These studies reveal a previously unsuspected cross-talk between the liver hypoxia and insulin signaling pathways whereby HIF-2α strongly augments insulin-dependent AKT activation and gluconeogenic suppression (Fig. 4h). Here, complementary in vitro and in vivo studies demonstrate that HIF-2α positively regulates hepatic insulin signaling by up-regulating IRS2. This IRS2 induction is specific to HIF-2α and not HIF-1α, paralleling studies where the former and not the latter exerts dominant roles in regulation of liver lipogenesis32, of hepatic Epo9,28 and of other loci such as Oct4, cyclin D1 and DMT12931. In knockdown and overexpression studies, liver IRS2 is both necessary and sufficient for HIF-2α-mediated improvement of glucose tolerance and hepatic insulin signaling. The improved glucose tolerance upon liver IRS2 overexpression agrees strongly with prior studies where increased hepatic IRS2 expression is fully sufficient to potently ameliorate diabetes in db/db mice and activate fasted liver insulin signaling24.

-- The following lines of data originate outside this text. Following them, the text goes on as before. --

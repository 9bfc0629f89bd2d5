//! Business logic services.

#![allow(missing_docs)]

pub mod auth;
pub mod ballot;
pub mod vote;
pub mod vote_query;

pub use auth::{AuthService, Claims, LoginResult, RegisterInput};
pub use ballot::BallotService;
pub use vote::{MAX_OPTIONS, VoteInput, VoteService, VoteWithOptions};
pub use vote_query::{VoteQueryService, VoteWithStatus};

Although we have established a clear functional role for IRS2, we cannot fully exclude parallel IRS2-independent pathways. Possibilities for IRS2-independent HIF effects include insulin-independent, direct association of PGC-1α, HNF4 and/or C/EBPα with Pepck and G6pc promoter elements32,33. Alternatively, EPO has been reported to either improve peripheral glucose uptake34 or inhibit gluconeogenesis by modulation of inflammation35, although EPO does not induce liver IRS2 (S. P. and C. J. K., unpublished data). Our demonstration that the HIF-2α/ IRS2 axis couples hypoxia sensing to gluconeogenic repression via potentiation of hepatic insulin signaling complements observations of hypoxic regulation of IRS2 and invasion in breast cancer cells36. Notably, upon hepatic Vhl deletion stabilizing both HIF-2α and HIF-1α, a Srebp1c gene signature is induced by superimposed deletion of Hif2α but not Hif1α, suggesting the possibility of HIF-2α-specific Srebp1c repression32. HIF-2α induced IRS2 but decreased IRS1, suggestive of potential reciprocal regulation; however, liver IRS1 down-regulation typically impairs rather than improves glucose tolerance4,5.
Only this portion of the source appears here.